A quadratic expression is a polynomial of degree two, typically in the form \(ax^2 + bx + c\). Understanding how it behaves when performing algebraic manipulations is key to mastering topics like partial fraction decomposition. In this specific problem, our quadratic expression is \(x^2 + 3\). It is quite simple since there is no \(x\) term, and the constant is 3, indicating a parabola that opens upwards with a vertex at the origin shifted vertically.

In the context of our exercise, this quadratic expression forms the base of a composite polynomial \((x^2 + 3)^4\). The task is to decompose a reciprocal of this polynomial using partial fractions, a common technique in calculus, especially within integration. Pay special attention when the base quadratic expression is raised to higher powers, as this will change the number and form of fractions in the decomposition.

Algebraic manipulation involves the use of operations to simplify and transform expressions.
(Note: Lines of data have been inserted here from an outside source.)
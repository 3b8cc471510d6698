//! In-process fakes shared by the unit tests.

use std::sync::atomic::{AtomicUsize, Ordering};
use std::time::Duration;

use async_trait::async_trait;
use serde_json::json;

use crate::analysis::components::{ComponentFailure, FailureReason, RawFindings};
use crate::analysis::{ComponentName, ComponentReport, ComponentScore};
use crate::errors::EngineError;
use crate::llm_client::{LlmError, TextCapability};
use crate::matching::{ComparisonResult, DocumentKind, MatchComparator, SkillExtractor, SkillSet};

#[derive(Debug, Clone)]
pub enum Reply {
    Text(String),
    Fail(String),
    /// Never answers within any sane timeout.
    Hang,
}

/// A `TextCapability` that answers from a script. Rules are matched by marker substring
/// against the instructions and the prompt; the first match wins.
pub struct ScriptedCapability {
    rules: Vec<(String, Reply)>,
    fallback: Reply,
    calls: AtomicUsize,
}

impl ScriptedCapability {
    pub fn new(fallback: Reply) -> Self {
        Self {
            rules: Vec::new(),
            fallback,
            calls: AtomicUsize::new(0),
        }
    }

    pub fn fixed(text: &str) -> Self {
        Self::new(Reply::Text(text.to_string()))
    }

    pub fn failing() -> Self {
        Self::new(Reply::Fail("provider unavailable".to_string()))
    }

    pub fn on(mut self, marker: impl Into<String>, reply: Reply) -> Self {
        self.rules.push((marker.into(), reply));
        self
    }

    pub fn on_component(self, name: ComponentName, reply: Reply) -> Self {
        self.on(format!("[component:{}]", name.as_str()), reply)
    }

    pub fn calls(&self) -> usize {
        self.calls.load(Ordering::SeqCst)
    }
}

#[async_trait]
impl TextCapability for ScriptedCapability {
    fn provider(&self) -> &str {
        "scripted"
    }

    async fn complete(&self, prompt: &str, instructions: &str) -> Result<String, LlmError> {
        self.calls.fetch_add(1, Ordering::SeqCst);
        let reply = self
            .rules
            .iter()
            .find(|(marker, _)| instructions.contains(marker) || prompt.contains(marker))
            .map(|(_, reply)| reply.clone())
            .unwrap_or_else(|| self.fallback.clone());

        match reply {
            Reply::Text(text) => Ok(text),
            Reply::Fail(message) => Err(LlmError::Api {
                status: 503,
                message,
            }),
            Reply::Hang => {
                tokio::time::sleep(Duration::from_secs(3600)).await;
                Err(LlmError::EmptyContent)
            }
        }
    }
}

/// Compares with the built-in relevance gate.
pub fn compare(cv: &SkillSet, jd: &SkillSet) -> Result<ComparisonResult, EngineError> {
    MatchComparator::default().compare(cv, jd)
}

/// A well-formed component response with the given score.
pub fn component_json(score: f64) -> String {
    json!({
        "score": score,
        "strengths": ["relevant experience"],
        "gaps": ["limited exposure to streaming systems"],
        "findings": {"evidence": ["cv section: experience"]}
    })
    .to_string()
}

pub fn component_score(name: ComponentName, value: f64) -> ComponentScore {
    ComponentScore {
        name,
        score: value,
        strengths: vec![],
        gaps: vec!["limited exposure to streaming systems".to_string()],
        findings: RawFindings {
            provider: "test".to_string(),
            data: serde_json::Value::Null,
        },
    }
}

/// A report where the listed components scored and every other one timed out.
pub fn report_with(values: &[(ComponentName, f64)]) -> ComponentReport {
    let scores = values
        .iter()
        .map(|(n, v)| (*n, component_score(*n, *v)))
        .collect();
    let failures = ComponentName::ALL
        .iter()
        .filter(|n| !values.iter().any(|(m, _)| m == *n))
        .map(|n| ComponentFailure {
            name: *n,
            reason: FailureReason::Timeout,
        })
        .collect();
    ComponentReport {
        expected: ComponentName::ALL.to_vec(),
        scores,
        failures,
    }
}

pub fn uniform_report(value: f64) -> ComponentReport {
    report_with(&ComponentName::ALL.map(|n| (n, value)))
}

/// Returns fixed skill sets per document kind, or fails every call.
pub struct StaticExtractor {
    pub cv: SkillSet,
    pub jd: SkillSet,
    pub fail: bool,
}

impl StaticExtractor {
    pub fn new(cv: SkillSet, jd: SkillSet) -> Self {
        Self { cv, jd, fail: false }
    }

    pub fn failing() -> Self {
        Self {
            cv: SkillSet::default(),
            jd: SkillSet::default(),
            fail: true,
        }
    }
}

#[async_trait]
impl SkillExtractor for StaticExtractor {
    async fn extract(&self, _text: &str, kind: DocumentKind) -> Result<SkillSet, EngineError> {
        if self.fail {
            return Err(EngineError::Extraction("extractor offline".to_string()));
        }
        Ok(match kind {
            DocumentKind::Cv => self.cv.clone(),
            DocumentKind::JobDescription => self.jd.clone(),
        })
    }
}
In the process of solving mathematical problems, algebraic manipulation can be crucial for rewriting expressions in a more workable form.

In our decomposition exercise, algebraic manipulation comes into play when setting up the partial fraction decomposition and solving for unknown coefficients. After setting up the decomposition with terms such as \(\frac{A_i x + B_i}{(x^2 + 3)^i}\), you will combine these fractions over a single denominator, aligning them with the left side of the equation. The challenging part involves expanding terms with powers and coefficients, ensuring each part contributes correctly to match a simpler desired form (like "1" in this scenario). Often, this requires keen algebra skills to correctly expand polynomials and simplify resulting expressions.
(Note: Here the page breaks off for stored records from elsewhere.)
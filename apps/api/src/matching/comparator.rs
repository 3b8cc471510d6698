//! Match Comparator — splits every JD requirement into `matched` or `missing` per category.
//!
//! Pure and deterministic: categories are `BTreeSet`s, CV candidates are visited in sorted
//! order, and the strongest accepted match kind wins.

use std::collections::BTreeSet;

use serde::{Deserialize, Serialize};

use crate::errors::EngineError;
use crate::matching::relevance::{GateVerdict, MatchKind, RejectReason, RelevanceGate};
use crate::matching::skill_set::{is_normalized, SkillCategory, SkillSet};

/// Which CV term satisfied a JD requirement, and how.
#[derive(Debug, Clone, PartialEq, Eq, Serialize, Deserialize)]
pub struct MatchEvidence {
    pub jd_term: String,
    pub cv_term: String,
    pub kind: MatchKind,
}

/// A candidate pairing the relevance gate refused. Kept for audit.
#[derive(Debug, Clone, PartialEq, Eq, Serialize, Deserialize)]
pub struct GateRejection {
    pub jd_term: String,
    pub cv_term: String,
    pub reason: RejectReason,
}

#[derive(Debug, Clone, Default, PartialEq, Serialize, Deserialize)]
pub struct CategoryComparison {
    pub matched: BTreeSet<String>,
    pub missing: BTreeSet<String>,
    /// Declared requirement count: the size of the JD-side category.
    pub total: usize,
    pub evidence: Vec<MatchEvidence>,
    pub gate_rejections: Vec<GateRejection>,
}

impl CategoryComparison {
    /// matched ÷ total as a percentage, rounded to two decimals. Zero when nothing is required.
    pub fn match_rate(&self) -> f64 {
        percentage(self.matched.len(), self.total)
    }
}

#[derive(Debug, Clone, Default, PartialEq, Serialize, Deserialize)]
pub struct MatchSummary {
    pub total_jd_requirements: usize,
    pub total_matches: usize,
    pub match_percentage: f64,
}

#[derive(Debug, Clone, Default, PartialEq, Serialize, Deserialize)]
pub struct ComparisonResult {
    pub technical: CategoryComparison,
    pub soft: CategoryComparison,
    pub domain: CategoryComparison,
    pub match_summary: MatchSummary,
}

impl ComparisonResult {
    pub fn category(&self, category: SkillCategory) -> &CategoryComparison {
        match category {
            SkillCategory::Technical => &self.technical,
            SkillCategory::Soft => &self.soft,
            SkillCategory::Domain => &self.domain,
        }
    }

    pub fn match_rate(&self, category: SkillCategory) -> f64 {
        self.category(category).match_rate()
    }

    /// All matched JD terms across categories, in category order.
    pub fn matched_terms(&self) -> Vec<&str> {
        SkillCategory::ALL
            .iter()
            .flat_map(|c| self.category(*c).matched.iter().map(String::as_str))
            .collect()
    }
}

#[derive(Default)]
pub struct MatchComparator {
    gate: RelevanceGate,
}

impl MatchComparator {
    pub fn new(gate: RelevanceGate) -> Self {
        Self { gate }
    }

    /// Compares a CV skill set against a JD skill set.
    ///
    /// Both inputs must already be normalized; an empty or non-normalized term is rejected
    /// with `EngineError::MalformedInput`. No matches at all is a valid result.
    pub fn compare(&self, cv: &SkillSet, jd: &SkillSet) -> Result<ComparisonResult, EngineError> {
        check_normalized("cv", cv)?;
        check_normalized("jd", jd)?;

        let technical = self.compare_category(SkillCategory::Technical, cv, jd);
        let soft = self.compare_category(SkillCategory::Soft, cv, jd);
        let domain = self.compare_category(SkillCategory::Domain, cv, jd);

        let total_jd_requirements = technical.total + soft.total + domain.total;
        let total_matches = technical.matched.len() + soft.matched.len() + domain.matched.len();

        Ok(ComparisonResult {
            technical,
            soft,
            domain,
            match_summary: MatchSummary {
                total_jd_requirements,
                total_matches,
                match_percentage: percentage(total_matches, total_jd_requirements),
            },
        })
    }

    fn compare_category(
        &self,
        category: SkillCategory,
        cv: &SkillSet,
        jd: &SkillSet,
    ) -> CategoryComparison {
        let cv_terms = cv.category(category);
        let jd_terms = jd.category(category);
        let mut result = CategoryComparison {
            total: jd_terms.len(),
            ..Default::default()
        };

        for jd_term in jd_terms {
            if cv_terms.contains(jd_term) {
                result.matched.insert(jd_term.clone());
                result.evidence.push(MatchEvidence {
                    jd_term: jd_term.clone(),
                    cv_term: jd_term.clone(),
                    kind: MatchKind::Exact,
                });
                continue;
            }

            let mut best: Option<(MatchKind, &String)> = None;
            let mut rejections = Vec::new();
            for cv_term in cv_terms {
                match self.gate.evaluate(category, jd_term, cv_term) {
                    GateVerdict::Accept(kind) => {
                        if best.map_or(true, |(current, _)| kind < current) {
                            best = Some((kind, cv_term));
                        }
                    }
                    GateVerdict::Reject(reason) => rejections.push(GateRejection {
                        jd_term: jd_term.clone(),
                        cv_term: cv_term.clone(),
                        reason,
                    }),
                    GateVerdict::Unrelated => {}
                }
            }

            match best {
                Some((kind, cv_term)) => {
                    result.matched.insert(jd_term.clone());
                    result.evidence.push(MatchEvidence {
                        jd_term: jd_term.clone(),
                        cv_term: cv_term.clone(),
                        kind,
                    });
                }
                None => {
                    result.missing.insert(jd_term.clone());
                    result.gate_rejections.extend(rejections);
                }
            }
        }

        result
    }
}

fn check_normalized(side: &str, set: &SkillSet) -> Result<(), EngineError> {
    for category in SkillCategory::ALL {
        if let Some(bad) = set.category(category).iter().find(|t| !is_normalized(t)) {
            return Err(EngineError::MalformedInput(if bad.trim().is_empty() {
                format!("{side} {category} skills contain an empty entry")
            } else {
                format!("{side} {category} skill '{bad}' is not normalized")
            }));
        }
    }
    Ok(())
}

pub(crate) fn percentage(part: usize, total: usize) -> f64 {
    if total == 0 {
        return 0.0;
    }
    round2(part as f64 / total as f64 * 100.0)
}

pub(crate) fn round2(value: f64) -> f64 {
    (value * 100.0).round() / 100.0
}
//! ATS Engine — composes extraction, comparison, component analysis, aggregation and
//! persistence into `run_full_analysis`, and exposes the read side of the store.
//!
//! Every intermediate result is appended to the versioned log as it is produced, so a run
//! that fails late still leaves its earlier stages in the audit trail.

use std::sync::Arc;
use std::time::{Duration, Instant};

use serde::{Deserialize, Serialize};
use tracing::{info, warn};
use uuid::Uuid;

use crate::analysis::ComponentAnalyzer;
use crate::errors::EngineError;
use crate::llm_client::TextCapability;
use crate::matching::{
    ComparisonResult, DocumentKind, MatchComparator, RelevanceGate, SkillExtractor, SkillSet,
};
use crate::scoring::{build_recommendation, Aggregator, AtsResult, Recommendation, ScoringPolicy};
use crate::store::{
    AnalysisEntry, AnalysisKind, AnalysisPayload, CvPointer, CvType, FileRefs, LogKey,
    VersionMeta, VersionedResultStore,
};

/// Ids of the entries one run appended, one per kind.
#[derive(Debug, Clone, PartialEq, Eq, Serialize, Deserialize)]
pub struct RunEntries {
    pub comparison: Uuid,
    pub component_analysis: Uuid,
    pub ats_calculation: Uuid,
    pub recommendation: Uuid,
}

#[derive(Debug, Clone, Serialize, Deserialize)]
pub struct AnalysisRun {
    pub company: String,
    pub result: AtsResult,
    pub recommendation: Recommendation,
    pub entries: RunEntries,
}

pub struct AtsEngine {
    extractor: Arc<dyn SkillExtractor>,
    comparator: MatchComparator,
    analyzer: ComponentAnalyzer,
    aggregator: Aggregator,
    store: Arc<VersionedResultStore>,
}

impl AtsEngine {
    pub fn new(
        extractor: Arc<dyn SkillExtractor>,
        capability: Arc<dyn TextCapability>,
        policy: ScoringPolicy,
        store: Arc<VersionedResultStore>,
        component_timeout: Duration,
    ) -> Self {
        let analyzer = ComponentAnalyzer::new(capability, policy.min_components, component_timeout);
        Self {
            extractor,
            comparator: MatchComparator::new(RelevanceGate::new(&policy.relevance)),
            analyzer,
            aggregator: Aggregator::new(policy),
            store,
        }
    }

    pub fn policy(&self) -> &ScoringPolicy {
        self.aggregator.policy()
    }

    /// Pure skill comparison, no persistence.
    pub fn compare(&self, cv: &SkillSet, jd: &SkillSet) -> Result<ComparisonResult, EngineError> {
        self.comparator.compare(cv, jd)
    }

    /// Extract → compare → analyze → aggregate → persist.
    ///
    /// Extraction and malformed input are fatal. Component failures are tolerated down to
    /// the policy quorum. A result that fails validation is still persisted, flagged with
    /// `validation_passed = false`.
    pub async fn run_full_analysis(
        &self,
        user_id: Uuid,
        company: &str,
        cv_text: &str,
        jd_text: &str,
        refs: FileRefs,
    ) -> Result<AnalysisRun, EngineError> {
        if cv_text.trim().is_empty() || jd_text.trim().is_empty() {
            return Err(EngineError::MalformedInput(
                "cv_text and jd_text must both be non-empty".to_string(),
            ));
        }
        let key = LogKey::new(user_id, company)?;
        let started = Instant::now();
        info!("Starting ATS analysis for {key}");

        let (cv_skills, jd_skills) = tokio::try_join!(
            self.extractor.extract(cv_text, DocumentKind::Cv),
            self.extractor.extract(jd_text, DocumentKind::JobDescription),
        )?;
        if jd_skills.is_empty() {
            warn!("No requirements extracted from the job description for {key}");
        }

        let comparison = self.comparator.compare(&cv_skills, &jd_skills)?;
        info!(
            "Matched {}/{} requirements ({:.1}%) for {key}",
            comparison.match_summary.total_matches,
            comparison.match_summary.total_jd_requirements,
            comparison.match_summary.match_percentage
        );
        let comparison_id = self
            .store
            .append(&key, AnalysisPayload::Comparison(comparison.clone()), refs.clone())
            .await?;

        let report = self.analyzer.analyze(cv_text, jd_text, &comparison).await?;
        let component_id = self
            .store
            .append(&key, AnalysisPayload::ComponentAnalysis(report.clone()), refs.clone())
            .await?;

        let mut result = self.aggregator.aggregate(&comparison, &report);
        result.processing_time_ms = started.elapsed().as_millis() as u64;
        if !result.validation_passed {
            warn!(
                "ATS result for {key} failed validation: {}",
                result.validation_issues.join("; ")
            );
        }
        let ats_id = self
            .store
            .append(&key, AnalysisPayload::AtsCalculation(result.clone()), refs.clone())
            .await?;

        let recommendation = build_recommendation(&comparison, &result);
        let recommendation_id = self
            .store
            .append(&key, AnalysisPayload::Recommendation(recommendation.clone()), refs)
            .await?;

        info!(
            "ATS analysis for {key} complete: {:.2} ({:?}), confidence {:.2}, {} ms",
            result.final_ats_score,
            result.category_status,
            result.confidence_score,
            result.processing_time_ms
        );

        Ok(AnalysisRun {
            company: key.company,
            result,
            recommendation,
            entries: RunEntries {
                comparison: comparison_id,
                component_analysis: component_id,
                ats_calculation: ats_id,
                recommendation: recommendation_id,
            },
        })
    }

    pub async fn get_latest(
        &self,
        user_id: Uuid,
        company: &str,
        kind: AnalysisKind,
    ) -> Result<AnalysisEntry, EngineError> {
        self.store.latest(&LogKey::new(user_id, company)?, kind).await
    }

    pub async fn list_versions(
        &self,
        user_id: Uuid,
        company: &str,
        kind: AnalysisKind,
    ) -> Result<Vec<VersionMeta>, EngineError> {
        self.store
            .list_versions(&LogKey::new(user_id, company)?, kind)
            .await
    }

    pub async fn set_cv_pointer(
        &self,
        user_id: Uuid,
        company: &str,
        cv_type: CvType,
        file_id: &str,
    ) -> Result<CvPointer, EngineError> {
        self.store
            .set_pointer(&LogKey::new(user_id, company)?, cv_type, file_id)
            .await
    }

    pub async fn cv_pointer(
        &self,
        user_id: Uuid,
        company: &str,
        cv_type: CvType,
    ) -> Result<CvPointer, EngineError> {
        self.store
            .pointer(&LogKey::new(user_id, company)?, cv_type)
            .await
    }

    pub async fn cleanup(&self, user_id: Uuid, company: &str) -> Result<usize, EngineError> {
        self.store.cleanup(&LogKey::new(user_id, company)?).await
    }
}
When matching terms by degree, a critical step is rearranging and collecting like terms. This allows you to equate the two sides successfully, distinguishing constants from variables to solve the equation effectively in the context of a "system of equations."

A system of equations consists of multiple equations that are solved simultaneously. In the context of our exercise on partial fraction decomposition, solving a system of equations is the final step where you determine the values of unknown coefficients.

The initial step involves equating the numerators of the right and left-hand sides. This creates a complex polynomial equation with terms grouped by powers of \(x\). The right-hand side will only have a constant term due to the nature of this specific problem, forcing all \(x\)-related terms on the left to equal zero. This requirement transforms the problem into solving a system where coefficients of each power of \(x\) must match.

Through algebraic manipulation, the problem reduces to simpler linear equations. Solve these equations to find the coefficients \(A_1, B_1, A_2, B_2, A_3, B_3, A_4,\) and \(B_4\). It is crucial to recognize that symmetry and balance play a role in how the coefficients relate, often simplifying potentially complex interactions. Using these techniques will help you find consistent values for the coefficients that solve the original decomposition problem.